If this sounds esoteric, don't worry. Most users need time to develop the understanding of the need for higher-order macros, and this relates to users who employ them. For reference, a Lisp book which covers the subject of higher-order macros better than any other is On Lisp. Although it's also been said that Lisp's notation and the conceptual overhead required to manage the notation in higher-order macros keeps programmers from entering the field, so perhaps this new notation will help.

The operators are expr1 `quote: aLiteral and expr2 `unquote: aLiteral, and in order for this to work syntactically, the labels must be equal in value and must be literals. As well, the unquoting expression has to be a sub-expression of the quotation. This seems like extra effort, but the gain is that nesting an expression more deeply does not require altering the quotation operators to compensate, and it does indicate better what the unquoting is intended to do.

Evaluation at compile-time

`evaluate provides compile-time evaluation of arbitrary expressions.

Term or expression substitution

`with:as: will be a protocol for transparent substitution of temporary or locally-provided proxies for environment values and other system elements. This should provide an effective correspondent of the functionality of Lisp's "with-" style macros.

Defining new macro-methods

Methods must be dispatched (if at all) upon the traits of expressions' syntactic representation. This introduces a few difficulties, in that some familiarity is needed with the parse node types in order to name them. However, only two things need to be remembered:

Subjective dispatch

The experimental extension of the Self programming language called Us introduced the concept of subjective programming, whereby control of contexts and multiple views on an object system is handled by "hidden" parameters to expressions. As described in Lee Salzman's paper, we interpret this as hidden non-positional dispatch. We intend to produce "Subject" objects which account for the current module, user, and other factors in determining issues like accessibility of code as well as adjusting parameters and values.

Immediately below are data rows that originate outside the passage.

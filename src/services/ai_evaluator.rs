use std::time::Duration;

use anyhow::{Context, Result};
use async_trait::async_trait;
use reqwest::Client;
use serde_json::{json, Value};

use crate::core::config::Settings;
use crate::db::types::{Question, SubmissionStatus};
use crate::services::evaluator::{
    grade_mcq, status_for_score, EvaluationOutcome, Evaluator, GenerateRequest, RunOutcome,
    RunRequest,
};

const MAX_ATTEMPTS: u32 = 3;

const GENERATION_SYSTEM_PROMPT: &str = r#"You are an assessment author for a programming education platform.
Produce questions exactly matching the requested type, topic, difficulty and language.

Respond with strict JSON of the shape:
{
  "questions": [
    {"type": "programming", "description": "...", "starter_code": null,
     "test_cases": [{"input": "...", "expected_output": "...", "hidden": false}],
     "time_limit_ms": 5000, "memory_limit_mb": 256, "points": 10},
    {"type": "theory", "description": "...", "expected_keywords": ["..."],
     "min_words": 30, "max_words": 300, "points": 5},
    {"type": "mcq", "description": "...", "options": ["...", "..."],
     "correct_option": 0, "explanation": "...", "points": 2}
  ]
}

Every question must carry a positive "points" value. For mcq questions,
"correct_option" must be a valid index into "options"."#;

const EVALUATION_SYSTEM_PROMPT: &str = r#"You are a strict but fair examiner for a programming education platform.
Grade the student's answer against the question. Award partial credit where deserved.

Respond with strict JSON of the shape:
{"score": <number>, "max_score": <number>, "feedback": "<short feedback for the student>"}

"score" must be between 0 and "max_score"."#;

const RUN_SYSTEM_PROMPT: &str = r#"You are a sandboxed code execution service.
Execute the given program mentally and report what it would print.

Respond with strict JSON of the shape:
{"stdout": "...", "stderr": "...", "status": "accepted" | "error" | "timeout",
 "execution_time_ms": <number>}

Use status "error" for programs that fail to compile or crash."#;

/// OpenAI-compatible chat-completions client; the configured provider
/// (openai/groq/gemini) only changes the base URL and key.
#[derive(Debug, Clone)]
pub(crate) struct AiEvaluator {
    client: Client,
    api_key: String,
    base_url: String,
    model: String,
    max_tokens: u32,
}

impl AiEvaluator {
    pub(crate) fn from_settings(settings: &Settings) -> Result<Self> {
        let timeout = Duration::from_secs(settings.ai().request_timeout);
        let client = Client::builder()
            .connect_timeout(Duration::from_secs(30))
            .timeout(timeout)
            .build()
            .context("Failed to build HTTP client")?;

        Ok(Self {
            client,
            api_key: settings.ai().api_key.clone(),
            base_url: settings.ai().base_url.trim_end_matches('/').to_string(),
            model: settings.ai().model.clone(),
            max_tokens: settings.ai().max_tokens,
        })
    }

    async fn chat_json(&self, system_prompt: &str, user_prompt: String) -> Result<Value> {
        let payload = json!({
            "model": self.model,
            "messages": [
                {"role": "system", "content": system_prompt},
                {"role": "user", "content": user_prompt}
            ],
            "max_completion_tokens": self.max_tokens,
            "response_format": {"type": "json_object"}
        });

        let url = format!("{}/chat/completions", self.base_url);
        let mut last_error = None;
        let mut body = Value::Null;

        for attempt in 0..MAX_ATTEMPTS {
            let response =
                self.client.post(&url).bearer_auth(&self.api_key).json(&payload).send().await;

            match response {
                Ok(resp) => {
                    let status = resp.status();
                    body = resp.json().await.unwrap_or(Value::Null);
                    if status.is_success() {
                        last_error = None;
                        break;
                    }
                    last_error = Some(anyhow::anyhow!("AI provider error: {body}"));
                }
                Err(err) => {
                    last_error = Some(anyhow::anyhow!(err).context("Failed to call AI provider"));
                }
            }

            if attempt + 1 < MAX_ATTEMPTS {
                tokio::time::sleep(Duration::from_secs(2_u64.pow(attempt))).await;
            }
        }

        if let Some(err) = last_error {
            return Err(err);
        }

        let content = body
            .get("choices")
            .and_then(|choices| choices.get(0))
            .and_then(|choice| choice.get("message"))
            .and_then(|message| message.get("content"))
            .and_then(|value| value.as_str())
            .context("Missing AI response content")?;

        serde_json::from_str(content).context("Failed to parse AI JSON")
    }
}

#[async_trait]
impl Evaluator for AiEvaluator {
    async fn generate_questions(
        &self,
        request: &GenerateRequest,
    ) -> anyhow::Result<Vec<Question>> {
        let user_prompt = format!(
            "Generate {} question(s).\nType: {}\nTopic: {}\nProgramming language: {}\nDifficulty: {:?}\n",
            request.count,
            request.kind.as_str(),
            request.topic,
            request.language,
            request.difficulty,
        );

        let result = self.chat_json(GENERATION_SYSTEM_PROMPT, user_prompt).await?;
        let raw = result.get("questions").cloned().context("Missing 'questions' in AI response")?;
        let questions: Vec<Question> =
            serde_json::from_value(raw).context("AI questions did not match expected shape")?;

        if questions.is_empty() {
            anyhow::bail!("AI returned no questions");
        }
        for question in &questions {
            if question.points() <= 0 {
                anyhow::bail!("AI returned a question with non-positive points");
            }
            if let Question::Mcq { options, correct_option, .. } = question {
                if options.len() < 2 || *correct_option >= options.len() {
                    anyhow::bail!("AI returned an mcq question with invalid options");
                }
            }
        }

        Ok(questions)
    }

    async fn evaluate(
        &self,
        question: &Question,
        answer: &str,
    ) -> anyhow::Result<EvaluationOutcome> {
        // MCQ grading is a pure index comparison; no provider round-trip.
        if let Question::Mcq { options, correct_option, explanation, points, .. } = question {
            return Ok(grade_mcq(options, *correct_option, explanation.as_deref(), *points, answer));
        }

        let max_score = question.points() as f64;
        let user_prompt = match question {
            Question::Programming { description, test_cases, .. } => {
                let cases = serde_json::to_string_pretty(test_cases).unwrap_or_default();
                format!(
                    "Question type: programming\nMaximum score: {max_score}\n\nQuestion:\n{description}\n\nTest cases:\n{cases}\n\nStudent's code:\n{answer}\n"
                )
            }
            Question::Theory { description, expected_keywords, .. } => {
                format!(
                    "Question type: theory\nMaximum score: {max_score}\nExpected keywords: {}\n\nQuestion:\n{description}\n\nStudent's answer:\n{answer}\n",
                    expected_keywords.join(", ")
                )
            }
            Question::Mcq { .. } => unreachable!("mcq graded locally"),
        };

        let result = self.chat_json(EVALUATION_SYSTEM_PROMPT, user_prompt).await?;
        let score = result
            .get("score")
            .and_then(|value| value.as_f64())
            .context("Missing 'score' in AI response")?
            .clamp(0.0, max_score);
        let feedback = result
            .get("feedback")
            .and_then(|value| value.as_str())
            .unwrap_or("No feedback provided.")
            .to_string();

        Ok(EvaluationOutcome {
            score,
            max_score,
            feedback,
            status: status_for_score(score, max_score),
            execution_time_ms: None,
            memory_used_kb: None,
        })
    }

    async fn run_code(&self, request: &RunRequest) -> anyhow::Result<RunOutcome> {
        let stdin = request.stdin.as_deref().unwrap_or("");
        let user_prompt = format!(
            "Language: {}\n\nProgram:\n{}\n\nStandard input:\n{}\n",
            request.language, request.code, stdin
        );

        let result = self.chat_json(RUN_SYSTEM_PROMPT, user_prompt).await?;
        let stdout =
            result.get("stdout").and_then(|value| value.as_str()).unwrap_or("").to_string();
        let stderr =
            result.get("stderr").and_then(|value| value.as_str()).unwrap_or("").to_string();
        let status = match result.get("status").and_then(|value| value.as_str()) {
            Some("error") => SubmissionStatus::Error,
            Some("timeout") => SubmissionStatus::Timeout,
            _ => SubmissionStatus::Accepted,
        };
        let execution_time_ms = result.get("execution_time_ms").and_then(|value| value.as_i64());

        Ok(RunOutcome { stdout, stderr, status, execution_time_ms })
    }
}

Optional keyword arguments

Keyword-value pairs beyond the normal set within a keyword selector will be passable as local arguments using a syntax prefixed by & character. As an example, following a keyword message-send with &foo: bar will provide a local parameter foo with value bar. The keyword-value pairs must be provided right after the intrinsic keyword-value pairs with no separating parentheses. There should also be provision for default values and overriding of local parameters within method block syntax, though we don't have an official stance on this yet.